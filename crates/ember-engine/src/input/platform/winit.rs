use winit::dpi::{PhysicalPosition, PhysicalSize};
use winit::event::{ElementState, MouseButton as WinitMouseButton, MouseScrollDelta, WindowEvent};
use winit::keyboard::{KeyCode, ModifiersState, PhysicalKey};

use crate::input::{Action, InputEvent, Key, Modifiers, MouseButton, MousePosition};
use crate::platform::{PlatformEvent, Size};

/// Translates winit `WindowEvent`s into `PlatformEvent`s.
///
/// winit reports modifiers as a separate event; the translator remembers the
/// last set and stamps it onto key and button events.
#[derive(Debug, Default)]
pub(crate) struct Translator {
    modifiers: Modifiers,
}

impl Translator {
    /// Appends zero or more platform events for `event` to `out`.
    ///
    /// `scale_factor` and `inner_size` describe the window at the time the event
    /// is handled; they convert physical positions into window coordinates.
    pub(crate) fn translate(
        &mut self,
        event: &WindowEvent,
        scale_factor: f64,
        inner_size: PhysicalSize<u32>,
        out: &mut Vec<PlatformEvent>,
    ) {
        match event {
            WindowEvent::ModifiersChanged(m) => {
                self.modifiers = map_modifiers(m.state());
            }

            WindowEvent::Focused(focused) => out.push(PlatformEvent::FocusChanged(*focused)),

            WindowEvent::CloseRequested => out.push(PlatformEvent::CloseRequested),

            WindowEvent::Resized(size) => resize_events(*size, scale_factor, out),

            WindowEvent::ScaleFactorChanged { scale_factor, .. } => {
                resize_events(inner_size, *scale_factor, out)
            }

            WindowEvent::CursorMoved { position, .. } => {
                let position = to_window_coords(*position, scale_factor);
                out.push(PlatformEvent::Input(InputEvent::MouseMove(position)));
            }

            WindowEvent::MouseInput { state, button, .. } => {
                out.push(PlatformEvent::Input(InputEvent::MouseButton {
                    button: map_mouse_button(*button),
                    action: map_action(*state, false),
                    modifiers: self.modifiers,
                }));
            }

            WindowEvent::MouseWheel { delta, .. } => {
                let (x, y) = match delta {
                    MouseScrollDelta::LineDelta(x, y) => (*x as f64, *y as f64),
                    MouseScrollDelta::PixelDelta(p) => {
                        let logical = to_window_coords(*p, scale_factor);
                        (logical.x, logical.y)
                    }
                };
                out.push(PlatformEvent::Input(InputEvent::Scroll { x, y }));
            }

            WindowEvent::KeyboardInput { event, .. } => {
                out.push(PlatformEvent::Input(InputEvent::Key {
                    key: map_key(event.physical_key),
                    action: map_action(event.state, event.repeat),
                    modifiers: self.modifiers,
                }));
            }

            _ => {}
        }
    }
}

/// Emits the window (logical) and frame-buffer (physical) sizes for a resize.
fn resize_events(physical: PhysicalSize<u32>, scale_factor: f64, out: &mut Vec<PlatformEvent>) {
    let logical = physical.to_logical::<u32>(scale_factor);
    out.push(PlatformEvent::WindowResized(Size::new(logical.width, logical.height)));
    out.push(PlatformEvent::FramebufferResized(Size::new(
        physical.width,
        physical.height,
    )));
}

fn to_window_coords(pos: PhysicalPosition<f64>, scale_factor: f64) -> MousePosition {
    let logical = pos.to_logical::<f64>(scale_factor);
    MousePosition::new(logical.x, logical.y)
}

fn map_action(state: ElementState, repeat: bool) -> Action {
    match (state, repeat) {
        (ElementState::Pressed, true) => Action::Repeat,
        (ElementState::Pressed, false) => Action::Press,
        (ElementState::Released, _) => Action::Release,
    }
}

fn map_modifiers(m: ModifiersState) -> Modifiers {
    Modifiers {
        shift: m.shift_key(),
        ctrl: m.control_key(),
        alt: m.alt_key(),
        super_key: m.super_key(),
    }
}

fn map_mouse_button(b: WinitMouseButton) -> MouseButton {
    match b {
        WinitMouseButton::Left => MouseButton::Left,
        WinitMouseButton::Right => MouseButton::Right,
        WinitMouseButton::Middle => MouseButton::Middle,
        WinitMouseButton::Back => MouseButton::Back,
        WinitMouseButton::Forward => MouseButton::Forward,
        WinitMouseButton::Other(v) => MouseButton::Other(v),
    }
}

fn map_key(pk: PhysicalKey) -> Key {
    let PhysicalKey::Code(code) = pk else {
        // NativeKeyCode has no stable numeric form in winit 0.30.
        return Key::Unknown(0);
    };

    match code {
        KeyCode::Escape => Key::Escape,
        KeyCode::Enter | KeyCode::NumpadEnter => Key::Enter,
        KeyCode::Tab => Key::Tab,
        KeyCode::Backspace => Key::Backspace,
        KeyCode::Space => Key::Space,

        KeyCode::Insert => Key::Insert,
        KeyCode::Delete => Key::Delete,
        KeyCode::Home => Key::Home,
        KeyCode::End => Key::End,
        KeyCode::PageUp => Key::PageUp,
        KeyCode::PageDown => Key::PageDown,

        KeyCode::ArrowUp => Key::ArrowUp,
        KeyCode::ArrowDown => Key::ArrowDown,
        KeyCode::ArrowLeft => Key::ArrowLeft,
        KeyCode::ArrowRight => Key::ArrowRight,

        KeyCode::ShiftLeft | KeyCode::ShiftRight => Key::Shift,
        KeyCode::ControlLeft | KeyCode::ControlRight => Key::Control,
        KeyCode::AltLeft | KeyCode::AltRight => Key::Alt,
        KeyCode::SuperLeft | KeyCode::SuperRight => Key::Super,

        KeyCode::KeyA => Key::A,
        KeyCode::KeyB => Key::B,
        KeyCode::KeyC => Key::C,
        KeyCode::KeyD => Key::D,
        KeyCode::KeyE => Key::E,
        KeyCode::KeyF => Key::F,
        KeyCode::KeyG => Key::G,
        KeyCode::KeyH => Key::H,
        KeyCode::KeyI => Key::I,
        KeyCode::KeyJ => Key::J,
        KeyCode::KeyK => Key::K,
        KeyCode::KeyL => Key::L,
        KeyCode::KeyM => Key::M,
        KeyCode::KeyN => Key::N,
        KeyCode::KeyO => Key::O,
        KeyCode::KeyP => Key::P,
        KeyCode::KeyQ => Key::Q,
        KeyCode::KeyR => Key::R,
        KeyCode::KeyS => Key::S,
        KeyCode::KeyT => Key::T,
        KeyCode::KeyU => Key::U,
        KeyCode::KeyV => Key::V,
        KeyCode::KeyW => Key::W,
        KeyCode::KeyX => Key::X,
        KeyCode::KeyY => Key::Y,
        KeyCode::KeyZ => Key::Z,

        KeyCode::Digit0 => Key::Digit0,
        KeyCode::Digit1 => Key::Digit1,
        KeyCode::Digit2 => Key::Digit2,
        KeyCode::Digit3 => Key::Digit3,
        KeyCode::Digit4 => Key::Digit4,
        KeyCode::Digit5 => Key::Digit5,
        KeyCode::Digit6 => Key::Digit6,
        KeyCode::Digit7 => Key::Digit7,
        KeyCode::Digit8 => Key::Digit8,
        KeyCode::Digit9 => Key::Digit9,

        KeyCode::F1 => Key::F1,
        KeyCode::F2 => Key::F2,
        KeyCode::F3 => Key::F3,
        KeyCode::F4 => Key::F4,
        KeyCode::F5 => Key::F5,
        KeyCode::F6 => Key::F6,
        KeyCode::F7 => Key::F7,
        KeyCode::F8 => Key::F8,
        KeyCode::F9 => Key::F9,
        KeyCode::F10 => Key::F10,
        KeyCode::F11 => Key::F11,
        KeyCode::F12 => Key::F12,

        other => Key::Unknown(other as u32),
    }
}

#[cfg(test)]
mod tests {
    use super::*;

    #[test]
    fn repeat_flag_maps_to_repeat_action() {
        assert_eq!(map_action(ElementState::Pressed, false), Action::Press);
        assert_eq!(map_action(ElementState::Pressed, true), Action::Repeat);
        assert_eq!(map_action(ElementState::Released, true), Action::Release);
    }

    #[test]
    fn known_and_unknown_keys() {
        assert_eq!(map_key(PhysicalKey::Code(KeyCode::KeyA)), Key::A);
        assert_eq!(map_key(PhysicalKey::Code(KeyCode::ShiftRight)), Key::Shift);
        assert!(matches!(
            map_key(PhysicalKey::Code(KeyCode::NumpadAdd)),
            Key::Unknown(_)
        ));
    }

    #[test]
    fn resize_reports_logical_window_and_physical_framebuffer() {
        let mut out = Vec::new();
        resize_events(PhysicalSize::new(1600, 1200), 2.0, &mut out);

        assert_eq!(
            out,
            vec![
                PlatformEvent::WindowResized(Size::new(800, 600)),
                PlatformEvent::FramebufferResized(Size::new(1600, 1200)),
            ]
        );
    }

    #[test]
    fn cursor_positions_are_scaled_to_window_coords() {
        let pos = to_window_coords(PhysicalPosition::new(10.0, 30.0), 2.0);
        assert_eq!(pos, MousePosition::new(5.0, 15.0));
    }
}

> [WHAT IS NEEDED]: From the listing above, return every line that contains the word "KeyA".

> [ANSWER SPACE]:
        KeyCode::KeyA => Key::A,
        assert_eq!(map_key(PhysicalKey::Code(KeyCode::KeyA)), Key::A);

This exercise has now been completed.